__TASK DIRECTIONS__:
Please return every line in the entries below with the word "deparam" in it.
Segment Start: GIVEN RECORDS
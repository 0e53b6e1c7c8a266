mod grammar;

use crate::deparam::deparam;
use crate::error::{ParseError, Result};
use crate::url_parts::UrlParts;
use crate::value::Map;

/// URL parser with its options.
///
/// The current location stands in for the URL when none is given, the way a
/// browser page would default to its own address.
///
/// # Examples
///
/// ```
/// use urlkit::Parser;
///
/// let parser = Parser::new()
///     .with_anchor_params(true)
///     .with_location("https://example.com/app#tab=2");
///
/// let here = parser.parse_location()?;
/// assert_eq!(here.host.as_deref(), Some("example.com"));
/// assert!(here.anchor_params.is_some_and(|p| p.contains_key("tab")));
/// # Ok::<(), urlkit::ParseError>(())
/// ```
#[derive(Debug, Clone, Default)]
pub struct Parser {
    include_anchor_params: bool,
    location: Option<String>,
}

impl Parser {
    pub fn new() -> Self {
        Self::default()
    }

    /// Also decode the fragment into `anchor_params`
    #[must_use]
    pub fn with_anchor_params(mut self, include: bool) -> Self {
        self.include_anchor_params = include;
        self
    }

    /// URL used when no input is given
    #[must_use]
    pub fn with_location(mut self, location: impl Into<String>) -> Self {
        self.location = Some(location.into());
        self
    }

    /// Parse `input`; an empty input falls back to the current location
    pub fn parse(&self, input: &str) -> Result<UrlParts> {
        if input.is_empty() {
            return self.parse_location();
        }
        self.parse_components(input)
    }

    /// Parse the current location
    pub fn parse_location(&self) -> Result<UrlParts> {
        let location = self
            .location
            .as_deref()
            .filter(|location| !location.is_empty())
            .ok_or(ParseError::NoDefaultLocation)?;
        self.parse_components(location)
    }

    fn parse_components(&self, input: &str) -> Result<UrlParts> {
        log::trace!("parsing {input:?}");
        let mut parts = grammar::match_components(input)?;

        let file = parts.file.as_deref().unwrap_or_default();
        let (filename, file_ext) = file.rsplit_once('.').unwrap_or((file, ""));
        let (filename, file_ext) = (filename.to_string(), file_ext.to_string());
        parts.filename = Some(filename);
        parts.file_ext = Some(file_ext);

        parts.params = Some(decode_params(parts.query.as_deref()));
        if self.include_anchor_params {
            parts.anchor_params = Some(decode_params(parts.anchor.as_deref()));
        }

        Ok(parts)
    }
}

fn decode_params(text: Option<&str>) -> Map {
    match text {
        Some(text) if !text.is_empty() => deparam(text, true),
        _ => Map::new(),
    }
}

/// Parse a URL into its components.
///
/// `None` (or an empty string) means "the current location"; without a
/// configured location that fails with [`ParseError::NoDefaultLocation`].
/// Use [`Parser::with_location`] to supply one.
///
/// # Examples
///
/// ```
/// let parts = urlkit::parse(Some("https://example.com/a/b.tar.gz?x=1"), false)?;
/// assert_eq!(parts.filename.as_deref(), Some("b.tar"));
/// assert_eq!(parts.file_ext.as_deref(), Some("gz"));
///
/// assert_eq!(
///     urlkit::parse(None, false),
///     Err(urlkit::ParseError::NoDefaultLocation)
/// );
/// # Ok::<(), urlkit::ParseError>(())
/// ```
pub fn parse(input: Option<&str>, include_anchor_params: bool) -> Result<UrlParts> {
    let parser = Parser::new().with_anchor_params(include_anchor_params);
    match input {
        Some(input) => parser.parse(input),
        None => parser.parse_location(),
    }
}

#[cfg(test)]
#[allow(clippy::unwrap_used)]
mod tests {
    use super::*;
    use crate::value::Value;

    #[test]
    fn test_parse_basic() {
        let parts = parse(Some("http://example.com/path?a=1#frag"), false).unwrap();
        assert_eq!(parts.protocol.as_deref(), Some("http"));
        assert_eq!(parts.host.as_deref(), Some("example.com"));
        assert_eq!(parts.path.as_deref(), Some("/path"));
        assert_eq!(parts.query.as_deref(), Some("a=1"));
        assert_eq!(parts.anchor.as_deref(), Some("frag"));
        assert_eq!(parts.anchor_params, None);
    }

    #[test]
    fn test_filename_split() {
        let parts = parse(Some("a/b/c.tar.gz"), false).unwrap();
        assert_eq!(parts.filename.as_deref(), Some("c.tar"));
        assert_eq!(parts.file_ext.as_deref(), Some("gz"));

        let parts = parse(Some("a/b/noext"), false).unwrap();
        assert_eq!(parts.filename.as_deref(), Some("noext"));
        assert_eq!(parts.file_ext.as_deref(), Some(""));
    }

    #[test]
    fn test_params_are_coerced() {
        let parts = parse(Some("/p?n=5&ok=false&s=text"), false).unwrap();
        let params = parts.params.unwrap();
        assert_eq!(params["n"], Value::Number(5.0));
        assert_eq!(params["ok"], Value::Bool(false));
        assert_eq!(params["s"], Value::from("text"));
    }

    #[test]
    fn test_anchor_params_come_from_fragment() {
        let parts = parse(Some("/p?q=1#tab=2"), true).unwrap();
        let anchor_params = parts.anchor_params.unwrap();
        assert_eq!(anchor_params.len(), 1);
        assert_eq!(anchor_params["tab"], Value::Number(2.0));

        let parts = parse(Some("/p#tab=2"), true).unwrap();
        assert_eq!(parts.anchor_params.unwrap()["tab"], Value::Number(2.0));
    }

    #[test]
    fn test_location_fallback() {
        let parser = Parser::new().with_location("http://here.test/x");
        assert_eq!(
            parser.parse("").unwrap().host.as_deref(),
            Some("here.test")
        );
        assert_eq!(Parser::new().parse(""), Err(ParseError::NoDefaultLocation));
        assert_eq!(
            Parser::new().with_location("").parse_location(),
            Err(ParseError::NoDefaultLocation)
        );
    }
}
/// Errors that can occur while parsing a URL into its components
#[derive(Debug, Clone, PartialEq, Eq)]
pub enum ParseError {
    /// The URL grammar produced no match for the input
    MalformedInput,
    /// No URL was given and no current location was configured
    NoDefaultLocation,
    /// A component name that is not part of the component tree
    UnknownField,
}

impl core::fmt::Display for ParseError {
    fn fmt(&self, f: &mut core::fmt::Formatter<'_>) -> core::fmt::Result {
        let msg = match self {
            Self::MalformedInput => "Malformed input",
            Self::NoDefaultLocation => "No default location available",
            Self::UnknownField => "Unknown URL component",
        };
        f.write_str(msg)
    }
}

impl std::error::Error for ParseError {}

/// Result type for URL parsing operations
pub type Result<T> = core::result::Result<T, ParseError>;
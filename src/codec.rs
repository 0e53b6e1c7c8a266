use crate::character_sets::{COMPONENT_SET, URI_SET, starts_with_escape};
use percent_encoding::{AsciiSet, percent_decode_str, utf8_percent_encode};

/// Write percent-encoded string directly to buffer
fn percent_encode_into(buffer: &mut String, input: &str, encode_set: &'static AsciiSet) {
    buffer.reserve(input.len());
    for chunk in utf8_percent_encode(input, encode_set) {
        buffer.push_str(chunk);
    }
}

/// Percent-encode a single URL component (query key, query value, path segment).
///
/// Unlike a strict component encoder this keeps `$ , : @ /` readable, as
/// they carry no meaning inside a query pair.
///
/// # Examples
///
/// ```
/// assert_eq!(urlkit::encode("a b&c/d"), "a%20b%26c/d");
/// assert_eq!(urlkit::encode("x[y]"), "x%5By%5D");
/// ```
pub fn encode(text: &str) -> String {
    let mut buffer = String::new();
    percent_encode_into(&mut buffer, text, COMPONENT_SET);
    buffer
}

/// Percent-encode a whole URL, leaving reserved delimiters intact.
///
/// Valid `%XX` escapes already present in `text` are kept as they are;
/// a stray `%` is escaped to `%25`.
pub fn encode_uri(text: &str) -> String {
    let bytes = text.as_bytes();
    let mut buffer = String::with_capacity(text.len());
    let mut pos = 0;
    let mut search = 0;

    while let Some(offset) = memchr::memchr(b'%', &bytes[search..]) {
        let at = search + offset;
        if starts_with_escape(&bytes[at..]) {
            percent_encode_into(&mut buffer, &text[pos..at], URI_SET);
            buffer.push_str(&text[at..at + 3]);
            pos = at + 3;
            search = pos;
        } else {
            search = at + 1;
        }
    }

    percent_encode_into(&mut buffer, &text[pos..], URI_SET);
    buffer
}

/// Percent-decode `text`, treating `+` as an encoded space.
///
/// Never fails: escapes that are not hex, or whose bytes do not form valid
/// UTF-8, are copied to the output unchanged.
///
/// # Examples
///
/// ```
/// assert_eq!(urlkit::decode("a+b%20c"), "a b c");
/// assert_eq!(urlkit::decode("100%"), "100%");
/// assert_eq!(urlkit::decode("%E2%82%AC%FF"), "€%FF");
/// ```
pub fn decode(text: &str) -> String {
    let bytes = text.as_bytes();
    let mut buffer = String::with_capacity(text.len());
    let mut pos = 0;

    while pos < bytes.len() {
        let Some(offset) = memchr::memchr2(b'+', b'%', &bytes[pos..]) else {
            buffer.push_str(&text[pos..]);
            break;
        };
        let at = pos + offset;
        buffer.push_str(&text[pos..at]);

        if bytes[at] == b'+' {
            buffer.push(' ');
            pos = at + 1;
            continue;
        }

        let mut end = at;
        while starts_with_escape(&bytes[end..]) {
            end += 3;
        }
        if end == at {
            log::debug!("stray '%' at offset {at} kept as-is");
            buffer.push('%');
            pos = at + 1;
            continue;
        }

        decode_escape_run(&text[at..end], &mut buffer);
        pos = end;
    }

    buffer
}

/// Decode a run made only of `%XX` triples.
/// Every decoded byte maps back to exactly three bytes of `run`.
fn decode_escape_run(run: &str, buffer: &mut String) {
    let decoded: Vec<u8> = percent_decode_str(run).collect();
    let mut rest = decoded.as_slice();
    let mut raw = run;

    loop {
        match core::str::from_utf8(rest) {
            Ok(valid) => {
                buffer.push_str(valid);
                return;
            }
            Err(err) => {
                let valid_len = err.valid_up_to();
                let bad_len = err.error_len().unwrap_or(rest.len() - valid_len);
                buffer.push_str(&String::from_utf8_lossy(&rest[..valid_len]));

                let bad_raw = &raw[valid_len * 3..(valid_len + bad_len) * 3];
                log::debug!("malformed escape sequence {bad_raw} kept as-is");
                buffer.push_str(bad_raw);

                rest = &rest[valid_len + bad_len..];
                raw = &raw[(valid_len + bad_len) * 3..];
            }
        }
    }
}

#[cfg(test)]
mod tests {
    use super::*;

    #[test]
    fn test_encode() {
        assert_eq!(encode("hello world"), "hello%20world");
        assert_eq!(encode("a=b&c"), "a%3Db%26c");
        assert_eq!(encode("1+1"), "1%2B1");
        assert_eq!(encode("user@host:8080/p"), "user@host:8080/p");
        assert_eq!(encode("it's (ok)!"), "it's%20(ok)!");
        assert_eq!(encode("é"), "%C3%A9");
        assert_eq!(encode("50%"), "50%25");
    }

    #[test]
    fn test_decode() {
        assert_eq!(decode("hello%20world"), "hello world");
        assert_eq!(decode("hello+world"), "hello world");
        assert_eq!(decode("%2B"), "+");
        assert_eq!(decode("%C3%A9"), "é");
        assert_eq!(decode("plain"), "plain");
        assert_eq!(decode(""), "");
    }

    #[test]
    fn test_decode_malformed_passthrough() {
        assert_eq!(decode("%"), "%");
        assert_eq!(decode("%4"), "%4");
        assert_eq!(decode("%zz%41"), "%zzA");
        assert_eq!(decode("%C3"), "%C3");
        assert_eq!(decode("%41%C3%42"), "A%C3B");
        assert_eq!(decode("%FF%C3%A9"), "%FFé");
    }

    #[test]
    fn test_encode_decode_inverse() {
        for text in ["a b", "x[y][]", "&=?#+%", "日本語", "tab\there"] {
            assert_eq!(decode(&encode(text)), text);
        }
    }

    #[test]
    fn test_encode_uri() {
        assert_eq!(
            encode_uri("http://a.com/my file?x=1&y=[2]#top"),
            "http://a.com/my%20file?x=1&y=%5B2%5D#top"
        );
        assert_eq!(encode_uri("http://a.com/b%20c"), "http://a.com/b%20c");
        assert_eq!(encode_uri("100%"), "100%25");
        assert_eq!(encode_uri("%%41"), "%25%41");
    }
}
/// Split a query string into its `&`-separated segments, skipping empty ones.
/// Uses memchr for the separator scan.
pub fn split_segments(query: &str) -> impl Iterator<Item = &str> {
    let bytes = query.as_bytes();
    let mut start = 0;
    memchr::memchr_iter(b'&', bytes)
        .chain(core::iter::once(bytes.len()))
        .map(move |end| {
            let segment = &query[start..end];
            start = end + 1;
            segment
        })
        .filter(|segment| !segment.is_empty())
}

/// Split a segment on its first `=`.
/// A segment without `=` has an empty value.
pub fn split_pair(segment: &str) -> (&str, &str) {
    memchr::memchr(b'=', segment.as_bytes()).map_or((segment, ""), |pos| {
        (&segment[..pos], &segment[pos + 1..])
    })
}

/// Split a bracketed key into its path: `a[b][]` becomes `["a", "b", ""]`.
///
/// A key is only treated as bracketed when its head contains `[` and it
/// ends with `]`; anything else is a single plain key.
pub fn split_key(key: &str) -> Vec<&str> {
    let mut segments: Vec<&str> = key.split("][").collect();
    let last = segments.len() - 1;

    if !segments[0].contains('[') || !segments[last].ends_with(']') {
        return vec![key];
    }

    let tail = segments[last];
    segments[last] = &tail[..tail.len() - 1];

    let head = segments.remove(0);
    let mut path: Vec<&str> = head.split('[').collect();
    path.extend(segments);
    path
}
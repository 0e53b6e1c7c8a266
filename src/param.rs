use crate::codec::encode;
use crate::value::{Map, Value};
use std::borrow::Cow;

/// Input accepted by [`param`]: a (possibly nested) mapping, or an ordered
/// list of form fields given as `(name, value)` pairs.
#[derive(Debug, Clone, Copy)]
pub enum ParamData<'a> {
    Map(&'a Map),
    Fields(&'a [(String, Value)]),
}

impl<'a> From<&'a Map> for ParamData<'a> {
    fn from(map: &'a Map) -> Self {
        Self::Map(map)
    }
}

impl<'a> From<&'a [(String, Value)]> for ParamData<'a> {
    fn from(fields: &'a [(String, Value)]) -> Self {
        Self::Fields(fields)
    }
}

impl<'a> From<&'a Vec<(String, Value)>> for ParamData<'a> {
    fn from(fields: &'a Vec<(String, Value)>) -> Self {
        Self::Fields(fields)
    }
}

/// Serialize `data` as an `application/x-www-form-urlencoded` string.
///
/// Nested maps become `key[sub]=v`, sequences become `key[]=v` (or
/// `key[i][...]` when the element is itself nested). With `traditional`
/// set, sequences are written as repeated `key=v` pairs and maps are not
/// descended into. A sequence that ends up in a single value (a form field,
/// or an item of a traditional sequence) is written as its items joined
/// with `,`; a map there is written empty.
///
/// # Examples
///
/// ```
/// use urlkit::{Map, Value, param};
///
/// let mut data = Map::new();
/// data.insert("q".into(), Value::from("rust lang"));
/// data.insert("tags".into(), Value::from(vec!["a", "b"]));
///
/// assert_eq!(param(&data, false), "q=rust+lang&tags%5B%5D=a&tags%5B%5D=b");
/// assert_eq!(param(&data, true), "q=rust+lang&tags=a&tags=b");
/// ```
pub fn param<'a>(data: impl Into<ParamData<'a>>, traditional: bool) -> String {
    let mut serializer = Serializer::default();

    match data.into() {
        ParamData::Fields(fields) => {
            for (name, value) in fields {
                serializer.add(name, value);
            }
        }
        ParamData::Map(map) => {
            for (prefix, value) in map {
                serializer.build_params(prefix, value, traditional);
            }
        }
    }

    serializer.finish()
}

#[derive(Default)]
struct Serializer {
    buffer: String,
}

impl Serializer {
    fn build_params(&mut self, prefix: &str, value: &Value, traditional: bool) {
        match resolve(value).as_ref() {
            Value::Seq(items) if traditional || prefix.ends_with("[]") => {
                for item in items {
                    self.add(prefix, item);
                }
            }
            Value::Seq(items) => {
                for (i, item) in items.iter().enumerate() {
                    let item = resolve(item);
                    let key = if item.is_container() {
                        format!("{prefix}[{i}]")
                    } else {
                        format!("{prefix}[]")
                    };
                    self.build_params(&key, &item, traditional);
                }
            }
            Value::Map(map) if !traditional => {
                for (name, item) in map {
                    self.build_params(&format!("{prefix}[{name}]"), item, traditional);
                }
            }
            scalar => self.add(prefix, scalar),
        }
    }

    fn add(&mut self, key: &str, value: &Value) {
        if !self.buffer.is_empty() {
            self.buffer.push('&');
        }
        self.buffer.push_str(&encode(key));
        self.buffer.push('=');
        self.buffer.push_str(&encode(&value.scalar_text()));
    }

    fn finish(self) -> String {
        self.buffer.replace("%20", "+")
    }
}

/// Run a deferred value so its result can be inspected
fn resolve(value: &Value) -> Cow<'_, Value> {
    match value {
        Value::Deferred(d) => Cow::Owned(d.resolve()),
        other => Cow::Borrowed(other),
    }
}

#[cfg(test)]
mod tests {
    use super::*;
    use crate::value::Deferred;

    fn map<const N: usize>(entries: [(&str, Value); N]) -> Map {
        entries
            .into_iter()
            .map(|(k, v)| (k.to_string(), v))
            .collect()
    }

    #[test]
    fn test_param_flat() {
        let data = map([("a", Value::from(1)), ("b", Value::from("x y"))]);
        assert_eq!(param(&data, false), "a=1&b=x+y");
    }

    #[test]
    fn test_param_nested_sequence() {
        let data = map([(
            "a",
            Value::Map(map([("b", Value::from(vec![1, 2]))])),
        )]);
        assert_eq!(param(&data, false), "a%5Bb%5D%5B%5D=1&a%5Bb%5D%5B%5D=2");
    }

    #[test]
    fn test_param_sequence_of_maps_uses_index() {
        let data = map([(
            "a",
            Value::Seq(vec![
                Value::Map(map([("b", Value::from(1))])),
                Value::Map(map([("b", Value::from(2))])),
            ]),
        )]);
        assert_eq!(param(&data, false), "a%5B0%5D%5Bb%5D=1&a%5B1%5D%5Bb%5D=2");
    }

    #[test]
    fn test_param_traditional() {
        let data = map([
            ("a", Value::from(vec![1, 2])),
            ("m", Value::Map(map([("x", Value::from(1))]))),
        ]);
        assert_eq!(param(&data, true), "a=1&a=2&m=");
    }

    #[test]
    fn test_param_bracketed_key_is_flat() {
        let data = map([("a[]", Value::from(vec!["x", "y"]))]);
        assert_eq!(param(&data, false), "a%5B%5D=x&a%5B%5D=y");
    }

    #[test]
    fn test_param_null_and_bool() {
        let data = map([("n", Value::Null), ("t", Value::Bool(true))]);
        assert_eq!(param(&data, false), "n=&t=true");
    }

    #[test]
    fn test_param_deferred() {
        let data = map([
            ("now", Value::from(Deferred::new(|| Value::from(42)))),
            ("list", Value::from(Deferred::new(|| Value::from(vec!["a"])))),
        ]);
        assert_eq!(param(&data, false), "now=42&list%5B%5D=a");
    }

    #[test]
    fn test_param_fields() {
        let fields = vec![
            ("first name".to_string(), Value::from("Ada")),
            ("x".to_string(), Value::from("a&b")),
            ("x".to_string(), Value::Null),
        ];
        assert_eq!(param(&fields, false), "first+name=Ada&x=a%26b&x=");
    }

    #[test]
    fn test_param_fields_join_sequences() {
        let fields = vec![
            ("tags".to_string(), Value::from(vec!["rust", "url"])),
            ("page".to_string(), Value::from(1)),
        ];
        assert_eq!(param(&fields, true), "tags=rust,url&page=1");
        assert_eq!(param(&fields, false), "tags=rust,url&page=1");
    }

    #[test]
    fn test_param_traditional_nested_sequence() {
        let data = map([(
            "a",
            Value::Seq(vec![Value::from(vec!["x", "y"]), Value::from("z")]),
        )]);
        assert_eq!(param(&data, true), "a=x,y&a=z");
    }

    #[test]
    fn test_param_empty() {
        assert_eq!(param(&Map::new(), false), "");
        assert_eq!(param(&map([("a", Value::Seq(vec![]))]), false), "");
    }
}
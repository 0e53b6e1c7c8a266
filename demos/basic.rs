use urlkit::{Field, parse};

fn main() {
    // Parse a URL into its components
    let mut parts = parse(
        Some("https://user:pw@example.com:8080/docs/guide.pdf?page=2&lang=en#intro"),
        false,
    )
    .expect("Failed to parse URL");

    println!("Protocol: {:?}", parts.protocol); // Some("https")
    println!("Authority: {:?}", parts.authority); // Some("user:pw@example.com:8080")
    println!("Host: {:?}", parts.host); // Some("example.com")
    println!("Port: {:?}", parts.port); // Some("8080")
    println!("Directory: {:?}", parts.directory); // Some("/docs/")
    println!("Filename: {:?}", parts.filename); // Some("guide")
    println!("Extension: {:?}", parts.file_ext); // Some("pdf")
    println!("Params: {:?}", parts.params); // page => 2, lang => "en"
    println!("Anchor: {:?}", parts.anchor); // Some("intro")
    println!();

    // Change one component; the composites above it are cleared
    parts.set(Field::Port, "9090");
    parts.set(Field::FileExt, "html");
    println!("Rebuilt: {}", parts.build()); // https://user:pw@example.com:9090/docs/guide.html?page=2&lang=en#intro

    // Remove a component and everything that contains it
    parts.clear(Field::UserInfo);
    println!("Without credentials: {parts}"); // https://example.com:9090/docs/guide.html?page=2&lang=en#intro
}
/// Nested query-string usage example
use urlkit::{Map, Value, decode, deparam, encode, param};

fn main() {
    // Decode a query string into nested values
    let params = deparam("a[]=4&a[]=5&b[x][]=7&b[y]=8&c=true&d=hello+world", true);
    println!("a: {:?}", params["a"]); // Seq([Number(4.0), Number(5.0)])
    println!("b.y: {:?}", params["b"].get("y")); // Some(Number(8.0))
    println!("c: {:?}", params["c"]); // Bool(true)
    println!("d: {:?}", params["d"]); // String("hello world")
    println!();

    // Serialize it back, bracket style
    println!("param: {}", param(&params, false)); // a%5B%5D=4&a%5B%5D=5&b%5Bx%5D%5B%5D=7&b%5By%5D=8&c=true&d=hello+world
    println!();

    // Traditional mode repeats the key for each item
    let mut tags = Map::new();
    tags.insert("tags".to_string(), Value::from(vec!["rust", "url"]));
    tags.insert("page".to_string(), Value::from(1));
    println!("traditional: {}", param(&tags, true)); // tags=rust&tags=url&page=1

    // Form fields take each value as written; a sequence joins with ','
    let fields = vec![
        ("tags".to_string(), Value::from(vec!["rust", "url"])),
        ("page".to_string(), Value::from(1)),
    ];
    println!("fields: {}", param(&fields, true)); // tags=rust,url&page=1
    println!();

    // Component encoding on its own
    let encoded = encode("a b&c/d");
    println!("encode: {encoded}"); // a%20b%26c/d
    println!("decode: {}", decode(&encoded)); // a b&c/d
}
Segment End: GIVEN RECORDS
__YOUR RESPONSE__:
use crate::deparam::deparam;
        Some(text) if !text.is_empty() => deparam(text, true),
use urlkit::{Map, Value, decode, deparam, encode, param};
    let params = deparam("a[]=4&a[]=5&b[x][]=7&b[y]=8&c=true&d=hello+world", true);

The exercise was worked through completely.